ATLANTA — It’s getting to be an old hat for Freddie Freeman — even at the tender age of 23.
Of his first four MLB years with the Braves (2010-13), the brawny first baseman’s inaugural homer for each season has come against a National League East foe.
That stealth tradition was upheld on Monday, as Freeman belted one of three Atlanta home runs and sparked the Braves to a 7-5 victory over the Phillies on opening night.
Freeman, who battled various hand and eye maladies last season but still produced 23 homers, 94 RBI and 91 runs, had a torrid spring for the Braves, notching seven homers, 16 RBI, 15 runs, a .342 batting average and scintillating OPS of 1.024.
And by all accounts, he didn’t forget to pack the positive mojo when making the Braves’ return trip from Orlando to Atlanta.
“It was good to break the zero real quick and give (winning pitcher Tim Hudson) a lead in the beginning,” said Freeman, who went 3 for 4 with one run, one homer and three RBI on the night.
Freeman, like the other Braves in the post-game scrum, happily acknowledged the fans’ impact against the Phillies — especially in the early innings.

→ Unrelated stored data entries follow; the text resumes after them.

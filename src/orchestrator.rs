use crate::{
    model::{
        Algorithm, AlgorithmId, ExperimentId, ExperimentRequest, ExperimentResult,
        ExperimentStatus, NewAlgorithm, SubmissionRequest,
    },
    queue::{QueueError, RequestQueue},
    store::{sqlite::SharedStore, StoreError},
    submit::{ClusterPermit, SubmissionContext, SubmissionOutcome, SubmitError, Submitter},
};
use chrono::Utc;
use itertools::Itertools;
use thiserror::Error;
use tracing::{error, info, instrument, warn};
use uuid::Uuid;

#[derive(Error, Debug)]
pub enum OrchestratorError {
    #[error("Submission is missing required field '{0}'")]
    MissingField(&'static str),
    #[error("Algorithm {0} is not registered")]
    UnknownAlgorithm(AlgorithmId),
    #[error("Driver index {index} of parameter '{name}' is outside the accepted range")]
    DriverIndexOutOfRange { name: String, index: i64 },
    #[error("Driver index {index} is bound by more than one parameter")]
    DuplicateDriverIndex { index: u32 },
    #[error("Experiment {0} vanished from the store mid-run")]
    VanishedExperiment(ExperimentId),
    #[error(transparent)]
    Store(#[from] StoreError),
    #[error(transparent)]
    Queue(#[from] QueueError),
    #[error(transparent)]
    Submit(#[from] SubmitError),
}

/// Owner of the request state machine. Every status transition in the system
/// goes through here, nothing else writes experiment rows.
pub struct Orchestrator {
    store: SharedStore,
    queue: RequestQueue,
    submitter: Submitter,
}

impl Orchestrator {
    pub fn new(store: SharedStore, queue: RequestQueue, submitter: Submitter) -> Self {
        Self {
            store,
            queue,
            submitter,
        }
    }

    /// Register an algorithm and its declared parameters. Driver indices are
    /// validated here once, submissions trust them afterwards.
    pub fn register_algorithm(
        &self,
        registration: NewAlgorithm,
    ) -> Result<AlgorithmId, OrchestratorError> {
        if registration.name.trim().is_empty() {
            return Err(OrchestratorError::MissingField("name"));
        }
        if registration.main_class_name.trim().is_empty() {
            return Err(OrchestratorError::MissingField("main_class_name"));
        }
        if registration.jar_file_name.trim().is_empty() {
            return Err(OrchestratorError::MissingField("jar_file_name"));
        }

        // negative and oversized indices alike, nothing is silently truncated
        let mut parameters = Vec::with_capacity(registration.parameters.len());
        for parameter in &registration.parameters {
            let index = u32::try_from(parameter.driver_index).map_err(|_| {
                OrchestratorError::DriverIndexOutOfRange {
                    name: parameter.name.clone(),
                    index: parameter.driver_index,
                }
            })?;
            parameters.push((parameter.name.clone(), index));
        }
        if let Some(duplicate) = parameters
            .iter()
            .map(|(_, index)| *index)
            .duplicates()
            .next()
        {
            return Err(OrchestratorError::DuplicateDriverIndex { index: duplicate });
        }

        let algorithm = Algorithm {
            id: Uuid::new_v4().to_string(),
            user_id: registration.user_id,
            name: registration.name,
            main_class_name: registration.main_class_name,
            jar_file_name: registration.jar_file_name,
        };

        self.store.insert_algorithm(&algorithm, &parameters)?;

        info!(algorithm = %algorithm.id, name = %algorithm.name, "Registered algorithm");

        Ok(algorithm.id)
    }

    /// Validate, persist and enqueue one submission. Persisting is
    /// all-or-nothing and happens before the wake-up signal, so a crash
    /// between the two loses at most queue latency, never the request.
    #[instrument(skip(self, submission), fields(user = %user_id), level = "info")]
    pub fn submit_experiment(
        &self,
        submission: SubmissionRequest,
        user_id: &str,
    ) -> Result<ExperimentId, OrchestratorError> {
        if user_id.trim().is_empty() {
            return Err(OrchestratorError::MissingField("user_id"));
        }
        if submission.algorithm_id.trim().is_empty() {
            return Err(OrchestratorError::MissingField("algorithm_id"));
        }
        if submission.dataset_name.trim().is_empty() {
            return Err(OrchestratorError::MissingField("dataset_name"));
        }
        if self.store.algorithm(&submission.algorithm_id)?.is_none() {
            return Err(OrchestratorError::UnknownAlgorithm(submission.algorithm_id));
        }

        let request = ExperimentRequest {
            id: Uuid::new_v4().to_string(),
            user_id: user_id.to_owned(),
            algorithm_id: submission.algorithm_id,
            dataset_name: submission.dataset_name,
            created_at: Utc::now(),
            start_time: None,
            end_time: None,
            status: ExperimentStatus::WaitingInQueue,
            parameters_blob: submission.parameters_blob,
            error_message: None,
        };

        self.store
            .insert_experiment(&request, &submission.cluster, &submission.parameter_values)?;

        // the row is durable at this point, a lost wake only costs latency
        if let Err(e) = self.queue.enqueue(request.id.clone()) {
            warn!(experiment = %request.id, error = %e, "Failed to signal the worker queue");
        }

        info!(experiment = %request.id, "Experiment submitted");

        Ok(request.id)
    }

    /// Oldest persisted request still waiting, independent of the in-memory
    /// queue. This is what makes the pipeline resumable after a restart.
    pub fn next_queued_experiment(&self) -> Result<Option<ExperimentRequest>, OrchestratorError> {
        Ok(self.store.next_queued()?)
    }

    /// Re-signal requests that were already persisted as waiting when the
    /// process last went down.
    pub fn requeue_interrupted(&self) -> Result<usize, OrchestratorError> {
        let ids = self.store.queued_ids()?;
        let count = ids.len();

        for id in ids {
            self.queue.enqueue(id)?;
        }

        if count > 0 {
            info!(count = count, "Requeued experiments left over from a previous run");
        }

        Ok(count)
    }

    /// Drive one request to a terminal state. Failures of any kind are
    /// absorbed into a `Failed` row, the caller (the worker loop) must never
    /// see them.
    #[instrument(
        skip(self, permit, request),
        fields(experiment = %request.id, user = %request.user_id),
        level = "info"
    )]
    pub fn run_experiment(&self, permit: &ClusterPermit, request: &ExperimentRequest) {
        if let Err(error) = self.try_run(permit, request) {
            error!(error = %error, "Experiment run failed");

            let message = error.to_string();
            if let Err(update_error) =
                self.store
                    .update_status(&request.id, ExperimentStatus::Failed, Some(&message))
            {
                error!(error = %update_error, "Failed to record experiment failure");
            }
        }
    }

    fn try_run(
        &self,
        permit: &ClusterPermit,
        request: &ExperimentRequest,
    ) -> Result<(), OrchestratorError> {
        self.store
            .update_status(&request.id, ExperimentStatus::BeingExecuted, None)?;

        let algorithm = self
            .store
            .algorithm(&request.algorithm_id)?
            .ok_or_else(|| OrchestratorError::UnknownAlgorithm(request.algorithm_id.clone()))?;
        let cluster = self
            .store
            .cluster_parameters(&request.id)?
            .ok_or_else(|| OrchestratorError::VanishedExperiment(request.id.clone()))?;
        let values = self.store.parameter_values(&request.id)?;

        let outcome = self.submitter.submit(
            permit,
            &SubmissionContext {
                request,
                cluster: &cluster,
                algorithm: &algorithm,
                values: &values,
            },
        )?;

        if outcome.is_success() {
            self.process_results(request, &outcome)
        } else {
            // straight to Failed, BeingProcessed is never entered
            let message = match outcome.exit_code {
                Some(code) if outcome.stderr.trim().is_empty() => {
                    format!("Cluster submission exited with code {code}")
                }
                Some(code) => format!(
                    "Cluster submission exited with code {code}: {}",
                    outcome.stderr.trim()
                ),
                None => "Cluster submission was terminated by a signal".to_owned(),
            };

            self.store
                .update_status(&request.id, ExperimentStatus::Failed, Some(&message))?;

            Ok(())
        }
    }

    /// Result post-processing contract. What "processing" concretely does is
    /// still undecided, only the state transitions and the placeholder result
    /// row are implemented.
    fn process_results(
        &self,
        request: &ExperimentRequest,
        outcome: &SubmissionOutcome,
    ) -> Result<(), OrchestratorError> {
        self.store
            .update_status(&request.id, ExperimentStatus::BeingProcessed, None)?;

        // TODO: pull the run output back from HDFS instead of pointing at the
        // local submit-script copy
        self.store.attach_result(&ExperimentResult {
            experiment_id: request.id.clone(),
            csv_file_path: outcome.local_output_path.to_string_lossy().into_owned(),
            csv_file_name: outcome.output_file_name.clone(),
            metadata_file_path: outcome.local_output_path.to_string_lossy().into_owned(),
            created_at: Utc::now(),
        })?;

        self.store
            .update_status(&request.id, ExperimentStatus::Finished, None)?;

        info!(experiment = %request.id, "Experiment finished");

        Ok(())
    }

    pub fn experiment_status(
        &self,
        id: &str,
    ) -> Result<Option<ExperimentStatus>, OrchestratorError> {
        Ok(self.store.status(id)?)
    }

    pub fn experiment_by_id(
        &self,
        id: &str,
    ) -> Result<Option<ExperimentRequest>, OrchestratorError> {
        Ok(self.store.experiment(id)?)
    }

    pub fn experiment_result(
        &self,
        id: &str,
    ) -> Result<Option<ExperimentResult>, OrchestratorError> {
        Ok(self.store.result(id)?)
    }
}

“You know, there was a lot of energy, and we’re a big-energy team that likes to have fun,” said Freeman, who previously had never registered a home run on opening day as a pro (including the minors). “And it’s easier to have fun when you’ve got a crowd like that.”
On a grander scale, the Braves increased their win streak in home openers to five — a run of good fortune that also includes five straight outings of six runs or more.
The opposing starting pitchers for the previous four home openers were: Shairon Martis (Nationals), Carlos Zambrano (Cubs), Cliff Lee (Phillies) and Randy Wolf (Brewers). On Monday night, the Braves touched Philly ace Cole Hamels for three homers, five runs and seven hits — before squeezing in two more crucial runs against the Philly bullpen.
It was a good victory for Atlanta. It was a thrilling experience for the 51,456 fans who occupied Turner Field on a picturesque April Fools’ evening. But the win also offered a quirk or two.
For starters, B.J. Upton was the only core Atlanta starter to neither score a run nor tally a hit. And yet, the Braves didn’t send more than five batters to the plate in any of the eight innings.
Think about that for a second.
But thanks to the timely power of Freeman (410-foot blast), Justin Upton (a moon shot to left field in the fifth inning) and Dan Uggla, the Braves made the most of their fruitful-but-quick at-bats.
“Last year, (Freeman) was about four RBIs short of 100 [actually six], which is a pretty good year. Our hitting coach, Greg Walker, thinks Freeman is the most talented young hitter he’s ever worked with,” said manager Fredi Gonzalez, who is now 184-141 with the Braves (third season). “So, I’m glad he came out and put some runs on the board (early on) … The sky’s the limit with him.”
The same might be said about a young, dynamic lineup that’s legitimately primed for a run at a National League pennant.